■ Your objective: Within the records, find every line that includes the word "collect" and copy it.

START Material shown

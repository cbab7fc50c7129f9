//! Source reading and decoding
//!
//! Reads a compilation unit into memory, decodes it (UTF-8 with a Latin-1
//! fallback; EBCDIC is out of scope), and exposes numbered logical lines.
//! Line numbers are 1-based everywhere in the engine.

pub mod format;

use std::fs;
use std::path::{Path, PathBuf};

use serde::{Deserialize, Serialize};

use crate::error::{EngineError, Result};

#[derive(Debug, Clone, Copy, PartialEq, Eq, Serialize, Deserialize)]
#[serde(rename_all = "lowercase")]
pub enum Encoding {
    Utf8,
    Latin1,
}

/// A decoded source file. The raw bytes are retained because cache keys are
/// computed over them, before any normalization.
#[derive(Debug, Clone)]
pub struct SourceFile {
    pub path: PathBuf,
    pub bytes: Vec<u8>,
    pub text: String,
    pub encoding: Encoding,
}

impl SourceFile {
    pub fn read(path: &Path) -> Result<SourceFile> {
        let bytes = fs::read(path).map_err(|source| EngineError::FileAccess {
            path: path.to_path_buf(),
            source,
        })?;
        SourceFile::from_bytes(path, bytes)
    }

    pub fn from_bytes(path: &Path, bytes: Vec<u8>) -> Result<SourceFile> {
        // NUL bytes mean binary content in either encoding.
        if let Some(offset) = bytes.iter().position(|&b| b == 0) {
            return Err(EngineError::Decoding {
                path: path.to_path_buf(),
                offset,
            });
        }
        let (text, encoding) = match std::str::from_utf8(&bytes) {
            Ok(s) => (s.to_string(), Encoding::Utf8),
            Err(_) => (bytes.iter().map(|&b| b as char).collect(), Encoding::Latin1),
        };
        Ok(SourceFile {
            path: path.to_path_buf(),
            bytes,
            text,
            encoding,
        })
    }

    pub fn line_count(&self) -> usize {
        count_lines(&self.text)
    }

    /// Numbered lines, with trailing `\r` stripped.
    pub fn lines(&self) -> impl Iterator<Item = (usize, &str)> {
        iter_lines(&self.text)
    }
}

pub fn count_lines(text: &str) -> usize {
    iter_lines(text).count()
}

// `split('\n')` yields a trailing empty element for newline-terminated text;
// drop it so the line count matches what an editor reports.
pub fn iter_lines(text: &str) -> impl Iterator<Item = (usize, &str)> {
    let mut lines: Vec<&str> = text
        .split('\n')
        .map(|l| l.strip_suffix('\r').unwrap_or(l))
        .collect();
    if text.ends_with('\n') {
        lines.pop();
    }
    lines.into_iter().enumerate().map(|(i, l)| (i + 1, l))
}

#[cfg(test)]
mod tests {
    use super::*;

    #[test]
    fn utf8_is_preferred() {
        let src = SourceFile::from_bytes(Path::new("a.cbl"), b"HELLO\n".to_vec()).unwrap();
        assert_eq!(src.encoding, Encoding::Utf8);
        assert_eq!(src.text, "HELLO\n");
    }

    #[test]
    fn latin1_fallback_maps_bytes() {
        let src = SourceFile::from_bytes(Path::new("a.cbl"), vec![b'A', 0xE9, b'\n']).unwrap();
        assert_eq!(src.encoding, Encoding::Latin1);
        assert_eq!(src.text, "A\u{e9}\n");
    }

    #[test]
    fn nul_byte_reports_offset() {
        let err = SourceFile::from_bytes(Path::new("a.cbl"), vec![b'A', 0, b'B']).unwrap_err();
        match err {
            EngineError::Decoding { offset, .. } => assert_eq!(offset, 1),
            other => panic!("unexpected: {other}"),
        }
    }

    #[test]
    fn line_numbering_is_one_based_and_ignores_trailing_newline() {
        let src = SourceFile::from_bytes(Path::new("a.cbl"), b"A\nB\nC\n".to_vec()).unwrap();
        let lines: Vec<_> = src.lines().collect();
        assert_eq!(lines, vec![(1, "A"), (2, "B"), (3, "C")]);
        assert_eq!(src.line_count(), 3);
    }
}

END Material shown

■ Answer for this exercise:
            Err(_) => (bytes.iter().map(|&b| b as char).collect(), Encoding::Latin1),
        .collect();
        let lines: Vec<_> = src.lines().collect();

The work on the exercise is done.